* Data
*** Block opens ***
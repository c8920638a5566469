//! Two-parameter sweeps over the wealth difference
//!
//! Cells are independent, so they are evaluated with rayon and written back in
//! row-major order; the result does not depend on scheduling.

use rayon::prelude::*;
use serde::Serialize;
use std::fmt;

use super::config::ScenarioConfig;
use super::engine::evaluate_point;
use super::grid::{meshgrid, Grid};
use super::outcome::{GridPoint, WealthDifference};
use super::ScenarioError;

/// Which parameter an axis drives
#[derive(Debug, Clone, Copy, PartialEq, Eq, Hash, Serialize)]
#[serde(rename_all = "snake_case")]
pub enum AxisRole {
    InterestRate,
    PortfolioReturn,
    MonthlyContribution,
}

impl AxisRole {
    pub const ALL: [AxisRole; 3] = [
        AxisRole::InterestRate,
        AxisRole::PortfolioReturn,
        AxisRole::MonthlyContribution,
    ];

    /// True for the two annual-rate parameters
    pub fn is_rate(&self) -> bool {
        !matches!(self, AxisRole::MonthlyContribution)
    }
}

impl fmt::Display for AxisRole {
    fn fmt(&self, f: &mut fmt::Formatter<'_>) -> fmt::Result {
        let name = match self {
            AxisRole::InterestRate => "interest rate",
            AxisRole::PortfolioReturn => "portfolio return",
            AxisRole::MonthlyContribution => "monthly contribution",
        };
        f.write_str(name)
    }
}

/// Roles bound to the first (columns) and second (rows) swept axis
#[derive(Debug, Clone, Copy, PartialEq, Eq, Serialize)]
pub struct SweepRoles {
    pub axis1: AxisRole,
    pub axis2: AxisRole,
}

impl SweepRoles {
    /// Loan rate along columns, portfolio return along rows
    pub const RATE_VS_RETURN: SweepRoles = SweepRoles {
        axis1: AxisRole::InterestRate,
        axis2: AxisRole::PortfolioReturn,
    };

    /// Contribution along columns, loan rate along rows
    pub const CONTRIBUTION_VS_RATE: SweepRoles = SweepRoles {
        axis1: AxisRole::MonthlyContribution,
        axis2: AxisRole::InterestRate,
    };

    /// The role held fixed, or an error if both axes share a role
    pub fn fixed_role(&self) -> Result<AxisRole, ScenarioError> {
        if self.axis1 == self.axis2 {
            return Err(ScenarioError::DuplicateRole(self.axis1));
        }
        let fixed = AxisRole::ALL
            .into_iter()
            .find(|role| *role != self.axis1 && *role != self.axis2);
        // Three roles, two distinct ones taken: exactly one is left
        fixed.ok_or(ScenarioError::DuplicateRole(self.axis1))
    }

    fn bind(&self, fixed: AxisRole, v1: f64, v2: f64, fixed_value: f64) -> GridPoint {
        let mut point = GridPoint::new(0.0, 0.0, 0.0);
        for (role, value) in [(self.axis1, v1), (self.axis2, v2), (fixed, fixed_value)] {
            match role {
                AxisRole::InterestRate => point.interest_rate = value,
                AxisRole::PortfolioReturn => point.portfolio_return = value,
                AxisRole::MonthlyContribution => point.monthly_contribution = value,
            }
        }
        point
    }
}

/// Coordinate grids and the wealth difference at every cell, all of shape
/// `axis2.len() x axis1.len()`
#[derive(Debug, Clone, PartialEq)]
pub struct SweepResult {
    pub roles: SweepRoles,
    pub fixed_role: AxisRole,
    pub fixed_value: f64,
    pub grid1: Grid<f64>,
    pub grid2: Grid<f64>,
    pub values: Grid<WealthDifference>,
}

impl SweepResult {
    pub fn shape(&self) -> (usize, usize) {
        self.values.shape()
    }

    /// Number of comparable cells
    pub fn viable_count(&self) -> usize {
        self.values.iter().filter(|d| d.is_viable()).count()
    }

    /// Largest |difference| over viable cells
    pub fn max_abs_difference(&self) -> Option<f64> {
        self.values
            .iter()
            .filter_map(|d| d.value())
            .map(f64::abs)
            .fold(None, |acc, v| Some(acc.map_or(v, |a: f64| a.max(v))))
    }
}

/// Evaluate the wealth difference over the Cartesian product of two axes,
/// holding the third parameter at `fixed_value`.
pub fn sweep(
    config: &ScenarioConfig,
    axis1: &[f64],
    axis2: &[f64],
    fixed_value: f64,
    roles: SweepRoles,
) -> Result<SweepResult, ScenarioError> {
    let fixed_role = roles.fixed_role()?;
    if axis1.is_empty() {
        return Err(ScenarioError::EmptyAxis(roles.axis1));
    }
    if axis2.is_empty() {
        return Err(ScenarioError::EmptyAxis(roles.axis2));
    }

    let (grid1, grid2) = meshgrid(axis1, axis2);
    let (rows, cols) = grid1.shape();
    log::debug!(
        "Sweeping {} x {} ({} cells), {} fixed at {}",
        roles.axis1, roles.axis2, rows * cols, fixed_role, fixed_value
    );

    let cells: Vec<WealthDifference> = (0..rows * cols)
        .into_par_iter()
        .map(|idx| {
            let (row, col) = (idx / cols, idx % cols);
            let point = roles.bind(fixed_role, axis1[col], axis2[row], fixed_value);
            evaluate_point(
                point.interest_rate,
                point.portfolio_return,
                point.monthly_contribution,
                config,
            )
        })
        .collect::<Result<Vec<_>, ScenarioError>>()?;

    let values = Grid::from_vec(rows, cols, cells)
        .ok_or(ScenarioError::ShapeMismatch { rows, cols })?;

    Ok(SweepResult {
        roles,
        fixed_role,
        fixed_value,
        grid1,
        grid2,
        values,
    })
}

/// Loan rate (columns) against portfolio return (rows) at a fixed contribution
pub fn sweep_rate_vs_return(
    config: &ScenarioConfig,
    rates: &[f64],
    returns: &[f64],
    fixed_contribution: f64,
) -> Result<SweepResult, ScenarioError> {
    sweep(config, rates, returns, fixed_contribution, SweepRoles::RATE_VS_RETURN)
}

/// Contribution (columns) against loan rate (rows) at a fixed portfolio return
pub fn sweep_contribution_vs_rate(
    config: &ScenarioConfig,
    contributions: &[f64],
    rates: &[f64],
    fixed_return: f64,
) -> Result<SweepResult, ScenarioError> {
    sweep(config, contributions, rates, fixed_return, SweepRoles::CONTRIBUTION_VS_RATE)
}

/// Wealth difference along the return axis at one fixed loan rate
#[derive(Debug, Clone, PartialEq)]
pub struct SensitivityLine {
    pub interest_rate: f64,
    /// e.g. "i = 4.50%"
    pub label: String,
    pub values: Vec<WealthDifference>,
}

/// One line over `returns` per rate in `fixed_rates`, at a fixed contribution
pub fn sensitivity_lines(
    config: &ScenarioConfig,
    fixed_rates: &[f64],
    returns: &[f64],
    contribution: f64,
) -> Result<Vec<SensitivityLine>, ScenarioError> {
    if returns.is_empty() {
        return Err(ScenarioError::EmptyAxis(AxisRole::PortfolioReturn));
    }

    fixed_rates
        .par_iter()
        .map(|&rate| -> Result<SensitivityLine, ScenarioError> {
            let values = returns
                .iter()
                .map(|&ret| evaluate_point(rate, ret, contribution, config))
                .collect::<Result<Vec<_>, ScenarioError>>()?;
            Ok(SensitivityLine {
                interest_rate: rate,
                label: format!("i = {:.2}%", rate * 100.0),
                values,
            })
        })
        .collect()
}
*** Block closes ***
* What is needed
Scan the records above and count the lines that contain "contributions". No text besides the count.

* Exercise solution
2